**INSTRUCTIONS TO FOLLOW:**
The required output is all lines below that contain the word "HttpResponse".

Segment Open

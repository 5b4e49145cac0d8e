//! Domain aggregates of the cookie-consent taxonomy.

pub mod category;
pub mod cookie;
pub mod translation;
pub mod types;
//! Helpers for integration tests.

use sulu_cookie_consent::db::{DbPool, establish_connection_pool, run_migrations};
use sulu_cookie_consent::repository::DieselRepository;
use tempfile::NamedTempFile;

/// Migrated SQLite database living in a temporary file.
pub struct TestDb {
    _tempfile: NamedTempFile,
    pool: DbPool,
}

impl TestDb {
    pub fn new() -> Self {
        let tempfile = NamedTempFile::new().expect("Failed to create temp file");
        let path = tempfile.path().to_str().expect("temp path is UTF-8");
        let pool = establish_connection_pool(path).expect("Failed to open SQLite database.");
        run_migrations(&pool).expect("Migrations failed");
        TestDb {
            _tempfile: tempfile,
            pool,
        }
    }

    pub fn pool(&self) -> DbPool {
        self.pool.clone()
    }

    #[allow(dead_code)]
    pub fn repo(&self) -> DieselRepository {
        DieselRepository::new(self.pool())
    }
}
//! Import the cookie taxonomy from a JSON document.
//!
//! Without `--file` the bundled default dataset is imported.

use std::path::PathBuf;
use std::process::ExitCode;

use clap::Parser;
use dotenvy::dotenv;

use sulu_cookie_consent::db::{establish_connection_pool, run_migrations};
use sulu_cookie_consent::forms::import_export::ImportPayload;
use sulu_cookie_consent::models::config::ServerConfig;
use sulu_cookie_consent::repository::DieselRepository;
use sulu_cookie_consent::services::import_export::{EntryKind, import_taxonomy};

const DEFAULT_DATASET: &str = include_str!("../../resources/default-cookies.json");

#[derive(Parser)]
#[command(name = "import-cookies")]
#[command(about = "Import cookie categories and cookies from a JSON file")]
struct Cli {
    /// Overwrite existing categories and cookies
    #[arg(short, long)]
    force: bool,

    /// JSON file to import instead of the bundled defaults
    #[arg(long)]
    file: Option<PathBuf>,

    /// Database connection URL (defaults to the configured one)
    #[arg(long)]
    database_url: Option<String>,
}

fn main() -> ExitCode {
    dotenv().ok();
    env_logger::Builder::from_env(env_logger::Env::default().default_filter_or("warn")).init();

    let cli = Cli::parse();

    let json = match &cli.file {
        Some(path) => match std::fs::read_to_string(path) {
            Ok(json) => json,
            Err(e) => {
                eprintln!("Cannot read {}: {e}", path.display());
                return ExitCode::FAILURE;
            }
        },
        None => DEFAULT_DATASET.to_string(),
    };

    let payload = match ImportPayload::from_json(&json) {
        Ok(payload) => payload,
        Err(e) => {
            eprintln!("{e}");
            return ExitCode::FAILURE;
        }
    };

    let database_url = match cli.database_url {
        Some(url) => url,
        None => match ServerConfig::load() {
            Ok(config) => config.database_url,
            Err(e) => {
                eprintln!("Failed to load configuration: {e}");
                return ExitCode::FAILURE;
            }
        },
    };

    let pool = match establish_connection_pool(&database_url) {
        Ok(pool) => pool,
        Err(e) => {
            eprintln!("Failed to establish database connection: {e}");
            return ExitCode::FAILURE;
        }
    };
    if let Err(e) = run_migrations(&pool) {
        eprintln!("Failed to run database migrations: {e}");
        return ExitCode::FAILURE;
    }

    let repo = DieselRepository::new(pool);
    let report = match import_taxonomy(&payload, cli.force, &repo) {
        Ok(report) => report,
        Err(e) => {
            eprintln!("Import failed: {e}");
            return ExitCode::FAILURE;
        }
    };

    for entry in &report.entries {
        let kind = match entry.kind {
            EntryKind::Category => "category",
            EntryKind::Cookie => "cookie",
        };
        match &entry.note {
            Some(note) => println!(
                "  {} {kind} {} ({note})",
                entry.action.tag(),
                entry.technical_name
            ),
            None => println!("  {} {kind} {}", entry.action.tag(), entry.technical_name),
        }
    }

    let stats = report.stats;
    println!();
    println!(
        "Categories: {} created, {} updated, {} skipped",
        stats.categories_created, stats.categories_updated, stats.categories_skipped
    );
    println!(
        "Cookies: {} created, {} updated, {} skipped",
        stats.cookies_created, stats.cookies_updated, stats.cookies_skipped
    );
    println!(
        "Cookie items: {} created, {} updated",
        stats.cookie_items_created, stats.cookie_items_updated
    );
    if !cli.force && (stats.categories_skipped > 0 || stats.cookies_skipped > 0) {
        println!("Existing entries were skipped; use --force to overwrite them.");
    }

    ExitCode::SUCCESS
}
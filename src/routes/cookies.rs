use actix_web::{HttpResponse, Responder, delete, get, post, put, web};
use serde::Deserialize;

use crate::domain::types::{CategoryId, CookieId, Locale};
use crate::forms::cookies::{CookieForm, CookieFormPayload};
use crate::models::config::ServerConfig;
use crate::repository::DieselRepository;
use crate::routes::{LocaleQuery, error_body, service_error_response};
use crate::services::cookies::{
    create_cookie as create_cookie_service, delete_cookie as delete_cookie_service,
    get_cookie as get_cookie_service, list_cookies as list_cookies_service,
    update_cookie as update_cookie_service,
};

#[derive(Debug, Deserialize)]
pub struct CookieListParams {
    pub locale: Option<String>,
    pub category: Option<i32>,
}

fn cookie_id(raw: i32) -> Result<CookieId, HttpResponse> {
    CookieId::new(raw).map_err(|_| HttpResponse::NotFound().finish())
}

fn path_and_locale(
    raw_id: i32,
    query: &LocaleQuery,
    server_config: &ServerConfig,
) -> Result<(CookieId, Locale), HttpResponse> {
    Ok((cookie_id(raw_id)?, query.resolve(server_config)?))
}

#[get("/admin/api/cookies")]
pub async fn list_cookies(
    params: web::Query<CookieListParams>,
    repo: web::Data<DieselRepository>,
    server_config: web::Data<ServerConfig>,
) -> impl Responder {
    let params = params.into_inner();
    let locale = match (LocaleQuery {
        locale: params.locale,
    })
    .resolve(&server_config)
    {
        Ok(locale) => locale,
        Err(response) => return response,
    };
    let category_id = match params.category.map(CategoryId::new).transpose() {
        Ok(category_id) => category_id,
        Err(e) => return error_body(HttpResponse::UnprocessableEntity(), e),
    };

    match list_cookies_service(category_id, &locale, repo.get_ref()) {
        Ok(cookies) => HttpResponse::Ok().json(cookies),
        Err(err) => service_error_response(err),
    }
}

#[get("/admin/api/cookies/{id}")]
pub async fn get_cookie(
    path: web::Path<i32>,
    query: web::Query<LocaleQuery>,
    repo: web::Data<DieselRepository>,
    server_config: web::Data<ServerConfig>,
) -> impl Responder {
    let (id, locale) = match path_and_locale(path.into_inner(), &query, &server_config) {
        Ok(resolved) => resolved,
        Err(response) => return response,
    };

    match get_cookie_service(id, &locale, repo.get_ref()) {
        Ok(cookie) => HttpResponse::Ok().json(cookie),
        Err(err) => service_error_response(err),
    }
}

#[post("/admin/api/cookies")]
pub async fn create_cookie(
    query: web::Query<LocaleQuery>,
    repo: web::Data<DieselRepository>,
    server_config: web::Data<ServerConfig>,
    web::Json(form): web::Json<CookieForm>,
) -> impl Responder {
    let locale = match query.resolve(&server_config) {
        Ok(locale) => locale,
        Err(response) => return response,
    };
    let payload: CookieFormPayload = match form.try_into() {
        Ok(payload) => payload,
        Err(e) => return error_body(HttpResponse::UnprocessableEntity(), e),
    };

    match create_cookie_service(payload, &locale, repo.get_ref()) {
        Ok(cookie) => HttpResponse::Created().json(cookie),
        Err(err) => service_error_response(err),
    }
}

#[put("/admin/api/cookies/{id}")]
pub async fn update_cookie(
    path: web::Path<i32>,
    query: web::Query<LocaleQuery>,
    repo: web::Data<DieselRepository>,
    server_config: web::Data<ServerConfig>,
    web::Json(form): web::Json<CookieForm>,
) -> impl Responder {
    let (id, locale) = match path_and_locale(path.into_inner(), &query, &server_config) {
        Ok(resolved) => resolved,
        Err(response) => return response,
    };
    let payload: CookieFormPayload = match form.try_into() {
        Ok(payload) => payload,
        Err(e) => return error_body(HttpResponse::UnprocessableEntity(), e),
    };

    match update_cookie_service(id, payload, &locale, repo.get_ref()) {
        Ok(cookie) => HttpResponse::Ok().json(cookie),
        Err(err) => service_error_response(err),
    }
}

#[delete("/admin/api/cookies/{id}")]
pub async fn delete_cookie(
    path: web::Path<i32>,
    repo: web::Data<DieselRepository>,
) -> impl Responder {
    let id = match cookie_id(path.into_inner()) {
        Ok(id) => id,
        Err(response) => return response,
    };

    match delete_cookie_service(id, repo.get_ref()) {
        Ok(()) => HttpResponse::NoContent().finish(),
        Err(err) => service_error_response(err),
    }
}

Segment Closed

**YOUR RESPONSE:**
use actix_web::{HttpResponse, Responder, delete, get, post, put, web};
fn cookie_id(raw: i32) -> Result<CookieId, HttpResponse> {
    CookieId::new(raw).map_err(|_| HttpResponse::NotFound().finish())
) -> Result<(CookieId, Locale), HttpResponse> {
        Err(e) => return error_body(HttpResponse::UnprocessableEntity(), e),
        Ok(cookies) => HttpResponse::Ok().json(cookies),
        Ok(cookie) => HttpResponse::Ok().json(cookie),
        Err(e) => return error_body(HttpResponse::UnprocessableEntity(), e),
        Ok(cookie) => HttpResponse::Created().json(cookie),
        Err(e) => return error_body(HttpResponse::UnprocessableEntity(), e),
        Ok(cookie) => HttpResponse::Ok().json(cookie),
        Ok(()) => HttpResponse::NoContent().finish(),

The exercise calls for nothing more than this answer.